Part I: Background on LLMs
- Training Process of LLMs
- Root Causes of Bias in LLMs
Large Language Models (LLMs), such as BERT, GPT-3, and LLaMA, have shown powerful performance and development prospects in various tasks of Natural Language Processing due to their robust text encoding and decoding capabilities and discovered emergent capabilities (e.g., reasoning). Despite their great performance, LLMs tend to inherit bias from multiple sources, including training data, encoding processes, and fine-tuning procedures, which may result in biased decisions against certain groups defined by the sensitive attribute (e.g., age, gender, or race).
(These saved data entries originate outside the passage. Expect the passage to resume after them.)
//! Defensive normalization of model output.
//!
//! The model's payload is merged over extractor-derived fallback values
//! and cleaned. Parse failures and junk shapes are never errors here:
//! the fallback object is the floor the result can't sink below.

use serde_json::{Map, Value};

use crate::ai::payload::{find_json_object, AiPayload};
use crate::types::analysis::{AnalysisResult, Category};

/// Maximum tags kept after cleaning.
pub const MAX_TAGS: usize = 6;

/// A normalized result, flagged when the model contributed nothing.
#[derive(Debug, Clone, PartialEq)]
pub struct Normalized {
    pub result: AnalysisResult,
    pub used_fallback: bool,
}

/// Normalize a payload against extractor-derived fallback values.
pub fn normalize(payload: &AiPayload, fallback: &AnalysisResult) -> Normalized {
    let parsed: Option<Map<String, Value>> = match payload {
        AiPayload::ToolCall(value) | AiPayload::ContentJson(value) => {
            value.as_object().cloned()
        }
        AiPayload::ContentText(text) => {
            find_json_object(text).and_then(|v| v.as_object().cloned())
        }
        AiPayload::None => None,
    };

    match parsed {
        Some(object) => Normalized {
            result: clean(merge(fallback, object), fallback),
            used_fallback: false,
        },
        None => Normalized {
            result: clean(base_map(fallback), fallback),
            used_fallback: true,
        },
    }
}

/// Shallow merge: parsed values win over fallback values, nulls don't.
fn merge(fallback: &AnalysisResult, parsed: Map<String, Value>) -> Map<String, Value> {
    let mut merged = base_map(fallback);
    for (key, value) in parsed {
        if !value.is_null() {
            merged.insert(key, value);
        }
    }
    merged
}

fn base_map(fallback: &AnalysisResult) -> Map<String, Value> {
    match serde_json::to_value(fallback) {
        Ok(Value::Object(map)) => map,
        _ => Map::new(),
    }
}

/// Cleaning pass: trim text fields, enforce tag invariants, parse the
/// category leniently, and backfill the title from the fallback.
fn clean(map: Map<String, Value>, fallback: &AnalysisResult) -> AnalysisResult {
    let category = map
        .get("category")
        .and_then(Value::as_str)
        .map(Category::from_loose)
        .unwrap_or(fallback.category);

    let mut tags = clean_tags(map.get("tags"));
    if tags.is_empty() {
        tags = clean_tags(Some(&Value::Array(
            fallback.tags.iter().cloned().map(Value::String).collect(),
        )));
    }
    if tags.is_empty() {
        tags = vec![category.as_str().to_string()];
    }

    let title = trimmed(&map, "title")
        .unwrap_or_else(|| fallback.title.clone());

    AnalysisResult {
        title,
        description: trimmed(&map, "description").unwrap_or_default(),
        tags,
        category,
        summary: trimmed(&map, "summary"),
        key_points: clean_key_points(map.get("keyPoints")),
        extracted_text: trimmed(&map, "extractedText"),
        preview_image_url: trimmed(&map, "previewImageUrl"),
        confidence: map
            .get("confidence")
            .and_then(Value::as_f64)
            .map(|c| c.clamp(0.0, 1.0) as f32),
    }
}

fn trimmed(map: &Map<String, Value>, key: &str) -> Option<String> {
    map.get(key)
        .and_then(Value::as_str)
        .map(str::trim)
        .filter(|s| !s.is_empty())
        .map(str::to_string)
}

/// Tag cleaning: lowercase, whitespace runs become hyphens, empties drop,
/// duplicates drop, capped at [`MAX_TAGS`].
pub fn clean_tags(value: Option<&Value>) -> Vec<String> {
    let raw: Vec<String> = match value {
        Some(Value::Array(items)) => items
            .iter()
            .filter_map(Value::as_str)
            .map(str::to_string)
            .collect(),
        Some(Value::String(s)) => s.split(',').map(str::to_string).collect(),
        _ => Vec::new(),
    };

    let mut seen = std::collections::HashSet::new();
    let mut tags = Vec::new();

    for tag in raw {
        let normalized = tag
            .trim()
            .to_lowercase()
            .split_whitespace()
            .collect::<Vec<_>>()
            .join("-");
        if normalized.is_empty() || !seen.insert(normalized.clone()) {
            continue;
        }
        tags.push(normalized);
        if tags.len() == MAX_TAGS {
            break;
        }
    }

    tags
}

fn clean_key_points(value: Option<&Value>) -> Option<Vec<String>> {
    let items = value?.as_array()?;
    let points: Vec<String> = items
        .iter()
        .filter_map(Value::as_str)
        .map(str::trim)
        .filter(|s| !s.is_empty())
        .map(str::to_string)
        .collect();
    (!points.is_empty()).then_some(points)
}

#[cfg(test)]
mod tests {
    use super::*;
    use serde_json::json;

    fn fallback() -> AnalysisResult {
        AnalysisResult::fallback("Fallback Title", Category::Document)
    }

    #[test]
    fn test_tool_call_wins_over_fallback() {
        let payload = AiPayload::ToolCall(json!({
            "title": "Model Title",
            "description": "Model description",
            "tags": ["Rust", "Systems Programming"],
            "category": "article",
        }));

        let normalized = normalize(&payload, &fallback());
        assert!(!normalized.used_fallback);
        assert_eq!(normalized.result.title, "Model Title");
        assert_eq!(normalized.result.category, Category::Article);
        assert_eq!(normalized.result.tags, vec!["rust", "systems-programming"]);
    }

    #[test]
    fn test_none_payload_uses_fallback() {
        let normalized = normalize(&AiPayload::None, &fallback());
        assert!(normalized.used_fallback);
        assert_eq!(normalized.result.title, "Fallback Title");
        assert_eq!(normalized.result.category, Category::Document);
        assert_eq!(normalized.result.tags, vec!["document"]);
    }

    #[test]
    fn test_unparseable_text_uses_fallback() {
        let payload = AiPayload::ContentText("sorry, I can't help with that".into());
        let normalized = normalize(&payload, &fallback());
        assert!(normalized.used_fallback);
        assert_eq!(normalized.result.title, "Fallback Title");
    }

    #[test]
    fn test_text_with_embedded_json_parses() {
        let payload =
            AiPayload::ContentText(r#"Sure! {"title": "Embedded", "tags": ["ok"]}"#.into());
        let normalized = normalize(&payload, &fallback());
        assert!(!normalized.used_fallback);
        assert_eq!(normalized.result.title, "Embedded");
    }

    #[test]
    fn test_null_fields_keep_fallback_values() {
        let payload = AiPayload::ToolCall(json!({
            "title": null,
            "description": "only a description",
        }));
        let normalized = normalize(&payload, &fallback());
        assert_eq!(normalized.result.title, "Fallback Title");
        assert_eq!(normalized.result.description, "only a description");
    }

    #[test]
    fn test_blank_title_backfilled_from_fallback() {
        let payload = AiPayload::ToolCall(json!({"title": "   "}));
        let normalized = normalize(&payload, &fallback());
        assert_eq!(normalized.result.title, "Fallback Title");
    }

    #[test]
    fn test_tag_invariants() {
        let tags = clean_tags(Some(&json!([
            "Machine Learning",
            "machine learning",
            "  ",
            "AI",
            "ai",
            "rust",
            "wasm",
            "cli",
            "seventh-tag",
            "eighth-tag"
        ])));

        assert!(tags.len() <= MAX_TAGS);
        assert_eq!(tags, vec!["machine-learning", "ai", "rust", "wasm", "cli", "seventh-tag"]);
        for tag in &tags {
            assert_eq!(tag, &tag.to_lowercase());
            assert!(!tag.contains(' '));
        }
    }

    #[test]
    fn test_tags_from_comma_string() {
        let tags = clean_tags(Some(&json!("Alpha, Beta Gamma,")));
        assert_eq!(tags, vec!["alpha", "beta-gamma"]);
    }

    #[test]
    fn test_key_points_trimmed_uncapped() {
        let payload = AiPayload::ToolCall(json!({
            "keyPoints": [" first ", "", "second", "third", "fourth", "fifth", "sixth", "seventh"],
        }));
        let normalized = normalize(&payload, &fallback());
        let points = normalized.result.key_points.unwrap();
        assert_eq!(points.len(), 7);
        assert_eq!(points[0], "first");
    }

    #[test]
    fn test_unknown_category_falls_back() {
        let payload = AiPayload::ToolCall(json!({"category": "something-weird"}));
        let normalized = normalize(&payload, &fallback());
        // Lenient parse maps unknowns to Other, not to the fallback category.
        assert_eq!(normalized.result.category, Category::Other);
    }

    #[test]
    fn test_confidence_clamped() {
        let payload = AiPayload::ToolCall(json!({"confidence": 1.7}));
        let normalized = normalize(&payload, &fallback());
        assert_eq!(normalized.result.confidence, Some(1.0));
    }
}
The biased prediction has raised significant ethical and societal concerns, severely limiting the adoption of LLMs in high-risk decision-making scenarios such as hiring, loan approvals, legal sentencing, and medical diagnoses.
The necessity for a comprehensive understanding of how different fair LLM methodologies are implemented and understood across diverse studies. Lacking clarity on these correspondences, the design of future fair LLMs can become challenging. Consequently, there is a pressing need for a systematic tutorial elucidating the recent advancements in fair LLMs. However, although there are several tutorials that address fairness in machine learning algorithms, these primarily focus on fairness in broader machine learning algorithms. There is a noticeable gap in inclusive resources that specifically address fairness within LLMs, distinguishing it from traditional models and discussing recent developments. To address this need, we present a tutorial on fairness in Large Language Models: Recent Advances and Future. This tutorial aims to provide researchers, developers, and practitioners an up-to-date and comprehensive review of existing work on fair LLMs.